[Dataset entries]
──────────
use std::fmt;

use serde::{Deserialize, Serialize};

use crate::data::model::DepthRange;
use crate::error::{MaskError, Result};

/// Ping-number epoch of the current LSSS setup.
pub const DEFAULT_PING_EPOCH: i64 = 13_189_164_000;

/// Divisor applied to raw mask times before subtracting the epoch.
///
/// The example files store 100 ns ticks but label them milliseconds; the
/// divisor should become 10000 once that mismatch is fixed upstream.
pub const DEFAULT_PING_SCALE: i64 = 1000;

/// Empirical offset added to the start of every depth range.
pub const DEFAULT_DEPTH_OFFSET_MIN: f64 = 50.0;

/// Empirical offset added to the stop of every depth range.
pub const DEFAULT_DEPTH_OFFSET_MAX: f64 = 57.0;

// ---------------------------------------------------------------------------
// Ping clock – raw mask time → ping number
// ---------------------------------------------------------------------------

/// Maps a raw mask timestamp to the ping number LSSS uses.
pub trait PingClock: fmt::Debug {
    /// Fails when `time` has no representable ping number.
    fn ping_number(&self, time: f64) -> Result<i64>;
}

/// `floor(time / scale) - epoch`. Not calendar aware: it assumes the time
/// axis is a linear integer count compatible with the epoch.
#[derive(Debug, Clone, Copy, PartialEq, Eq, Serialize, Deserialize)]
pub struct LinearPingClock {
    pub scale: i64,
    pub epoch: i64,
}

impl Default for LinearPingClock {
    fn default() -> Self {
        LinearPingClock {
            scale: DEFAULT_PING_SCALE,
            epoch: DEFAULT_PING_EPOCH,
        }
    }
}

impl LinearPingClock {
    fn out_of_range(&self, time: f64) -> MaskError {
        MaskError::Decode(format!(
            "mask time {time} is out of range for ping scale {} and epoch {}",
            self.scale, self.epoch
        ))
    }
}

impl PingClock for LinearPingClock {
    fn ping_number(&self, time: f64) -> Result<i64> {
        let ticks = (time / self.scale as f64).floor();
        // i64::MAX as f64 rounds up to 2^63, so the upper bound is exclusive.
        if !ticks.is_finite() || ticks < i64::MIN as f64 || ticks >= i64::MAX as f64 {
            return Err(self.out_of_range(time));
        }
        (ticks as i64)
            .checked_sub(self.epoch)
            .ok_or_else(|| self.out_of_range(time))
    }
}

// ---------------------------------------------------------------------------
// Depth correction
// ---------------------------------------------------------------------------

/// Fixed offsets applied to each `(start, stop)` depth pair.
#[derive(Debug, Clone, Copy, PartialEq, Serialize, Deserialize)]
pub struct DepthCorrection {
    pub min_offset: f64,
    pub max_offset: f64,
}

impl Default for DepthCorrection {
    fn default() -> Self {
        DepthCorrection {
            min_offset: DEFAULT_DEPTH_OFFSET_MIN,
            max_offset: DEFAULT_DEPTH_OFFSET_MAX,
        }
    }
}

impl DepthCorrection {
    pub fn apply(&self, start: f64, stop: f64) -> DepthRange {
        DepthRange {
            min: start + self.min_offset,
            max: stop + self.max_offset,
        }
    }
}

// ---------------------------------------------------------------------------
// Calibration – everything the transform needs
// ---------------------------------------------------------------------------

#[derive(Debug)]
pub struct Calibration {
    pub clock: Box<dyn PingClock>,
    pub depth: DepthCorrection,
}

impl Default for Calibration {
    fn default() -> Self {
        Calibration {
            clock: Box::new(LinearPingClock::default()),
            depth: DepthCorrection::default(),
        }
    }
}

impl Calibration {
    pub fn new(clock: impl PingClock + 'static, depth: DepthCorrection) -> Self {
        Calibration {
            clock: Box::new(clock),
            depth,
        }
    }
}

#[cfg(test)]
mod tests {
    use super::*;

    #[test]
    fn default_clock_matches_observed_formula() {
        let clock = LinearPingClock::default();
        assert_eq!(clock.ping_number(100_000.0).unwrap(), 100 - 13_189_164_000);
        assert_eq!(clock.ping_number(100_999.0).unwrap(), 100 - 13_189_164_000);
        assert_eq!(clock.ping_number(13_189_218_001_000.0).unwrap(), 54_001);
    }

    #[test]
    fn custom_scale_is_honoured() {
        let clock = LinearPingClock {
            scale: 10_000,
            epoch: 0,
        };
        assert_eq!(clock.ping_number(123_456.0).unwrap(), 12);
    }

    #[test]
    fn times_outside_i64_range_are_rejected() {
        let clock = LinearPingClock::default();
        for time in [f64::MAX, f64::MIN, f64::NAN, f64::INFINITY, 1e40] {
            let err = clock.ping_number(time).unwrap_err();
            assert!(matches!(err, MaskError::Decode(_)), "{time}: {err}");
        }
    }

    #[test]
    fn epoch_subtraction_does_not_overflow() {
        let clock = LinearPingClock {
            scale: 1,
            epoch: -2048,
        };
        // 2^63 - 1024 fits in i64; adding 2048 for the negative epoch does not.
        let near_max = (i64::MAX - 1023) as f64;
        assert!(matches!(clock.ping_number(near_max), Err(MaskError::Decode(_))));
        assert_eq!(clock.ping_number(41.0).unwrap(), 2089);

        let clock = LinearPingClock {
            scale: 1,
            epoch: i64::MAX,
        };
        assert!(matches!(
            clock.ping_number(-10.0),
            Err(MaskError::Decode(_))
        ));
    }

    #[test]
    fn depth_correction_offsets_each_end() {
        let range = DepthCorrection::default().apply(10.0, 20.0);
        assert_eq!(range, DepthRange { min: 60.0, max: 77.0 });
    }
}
──────────
Description of the task: Reproduce the full set of entries above exactly, without dropping a line.

Solution for this task:
use std::fmt;

use serde::{Deserialize, Serialize};

use crate::data::model::DepthRange;
use crate::error::{MaskError, Result};

/// Ping-number epoch of the current LSSS setup.
pub const DEFAULT_PING_EPOCH: i64 = 13_189_164_000;

/// Divisor applied to raw mask times before subtracting the epoch.
///
/// The example files store 100 ns ticks but label them milliseconds; the
/// divisor should become 10000 once that mismatch is fixed upstream.
pub const DEFAULT_PING_SCALE: i64 = 1000;

/// Empirical offset added to the start of every depth range.
pub const DEFAULT_DEPTH_OFFSET_MIN: f64 = 50.0;

/// Empirical offset added to the stop of every depth range.
pub const DEFAULT_DEPTH_OFFSET_MAX: f64 = 57.0;

// ---------------------------------------------------------------------------
// Ping clock – raw mask time → ping number
// ---------------------------------------------------------------------------

/// Maps a raw mask timestamp to the ping number LSSS uses.
pub trait PingClock: fmt::Debug {
    /// Fails when `time` has no representable ping number.
    fn ping_number(&self, time: f64) -> Result<i64>;
}

/// `floor(time / scale) - epoch`. Not calendar aware: it assumes the time
/// axis is a linear integer count compatible with the epoch.
#[derive(Debug, Clone, Copy, PartialEq, Eq, Serialize, Deserialize)]
pub struct LinearPingClock {
    pub scale: i64,
    pub epoch: i64,
}

impl Default for LinearPingClock {
    fn default() -> Self {
        LinearPingClock {
            scale: DEFAULT_PING_SCALE,
            epoch: DEFAULT_PING_EPOCH,
        }
    }
}

impl LinearPingClock {
    fn out_of_range(&self, time: f64) -> MaskError {
        MaskError::Decode(format!(
            "mask time {time} is out of range for ping scale {} and epoch {}",
            self.scale, self.epoch
        ))
    }
}

impl PingClock for LinearPingClock {
    fn ping_number(&self, time: f64) -> Result<i64> {
        let ticks = (time / self.scale as f64).floor();
        // i64::MAX as f64 rounds up to 2^63, so the upper bound is exclusive.
        if !ticks.is_finite() || ticks < i64::MIN as f64 || ticks >= i64::MAX as f64 {
            return Err(self.out_of_range(time));
        }
        (ticks as i64)
            .checked_sub(self.epoch)
            .ok_or_else(|| self.out_of_range(time))
    }
}

// ---------------------------------------------------------------------------
// Depth correction
// ---------------------------------------------------------------------------

/// Fixed offsets applied to each `(start, stop)` depth pair.
#[derive(Debug, Clone, Copy, PartialEq, Serialize, Deserialize)]
pub struct DepthCorrection {
    pub min_offset: f64,
    pub max_offset: f64,
}

impl Default for DepthCorrection {
    fn default() -> Self {
        DepthCorrection {
            min_offset: DEFAULT_DEPTH_OFFSET_MIN,
            max_offset: DEFAULT_DEPTH_OFFSET_MAX,
        }
    }
}

impl DepthCorrection {
    pub fn apply(&self, start: f64, stop: f64) -> DepthRange {
        DepthRange {
            min: start + self.min_offset,
            max: stop + self.max_offset,
        }
    }
}

// ---------------------------------------------------------------------------
// Calibration – everything the transform needs
// ---------------------------------------------------------------------------

#[derive(Debug)]
pub struct Calibration {
    pub clock: Box<dyn PingClock>,
    pub depth: DepthCorrection,
}

impl Default for Calibration {
    fn default() -> Self {
        Calibration {
            clock: Box::new(LinearPingClock::default()),
            depth: DepthCorrection::default(),
        }
    }
}

impl Calibration {
    pub fn new(clock: impl PingClock + 'static, depth: DepthCorrection) -> Self {
        Calibration {
            clock: Box::new(clock),
            depth,
        }
    }
}

#[cfg(test)]
mod tests {
    use super::*;

    #[test]
    fn default_clock_matches_observed_formula() {
        let clock = LinearPingClock::default();
        assert_eq!(clock.ping_number(100_000.0).unwrap(), 100 - 13_189_164_000);
        assert_eq!(clock.ping_number(100_999.0).unwrap(), 100 - 13_189_164_000);
        assert_eq!(clock.ping_number(13_189_218_001_000.0).unwrap(), 54_001);
    }

    #[test]
    fn custom_scale_is_honoured() {
        let clock = LinearPingClock {
            scale: 10_000,
            epoch: 0,
        };
        assert_eq!(clock.ping_number(123_456.0).unwrap(), 12);
    }

    #[test]
    fn times_outside_i64_range_are_rejected() {
        let clock = LinearPingClock::default();
        for time in [f64::MAX, f64::MIN, f64::NAN, f64::INFINITY, 1e40] {
            let err = clock.ping_number(time).unwrap_err();
            assert!(matches!(err, MaskError::Decode(_)), "{time}: {err}");
        }
    }

    #[test]
    fn epoch_subtraction_does_not_overflow() {
        let clock = LinearPingClock {
            scale: 1,
            epoch: -2048,
        };
        // 2^63 - 1024 fits in i64; adding 2048 for the negative epoch does not.
        let near_max = (i64::MAX - 1023) as f64;
        assert!(matches!(clock.ping_number(near_max), Err(MaskError::Decode(_))));
        assert_eq!(clock.ping_number(41.0).unwrap(), 2089);

        let clock = LinearPingClock {
            scale: 1,
            epoch: i64::MAX,
        };
        assert!(matches!(
            clock.ping_number(-10.0),
            Err(MaskError::Decode(_))
        ));
    }

    #[test]
    fn depth_correction_offsets_each_end() {
        let range = DepthCorrection::default().apply(10.0, 20.0);
        assert_eq!(range, DepthRange { min: 60.0, max: 77.0 });
    }
}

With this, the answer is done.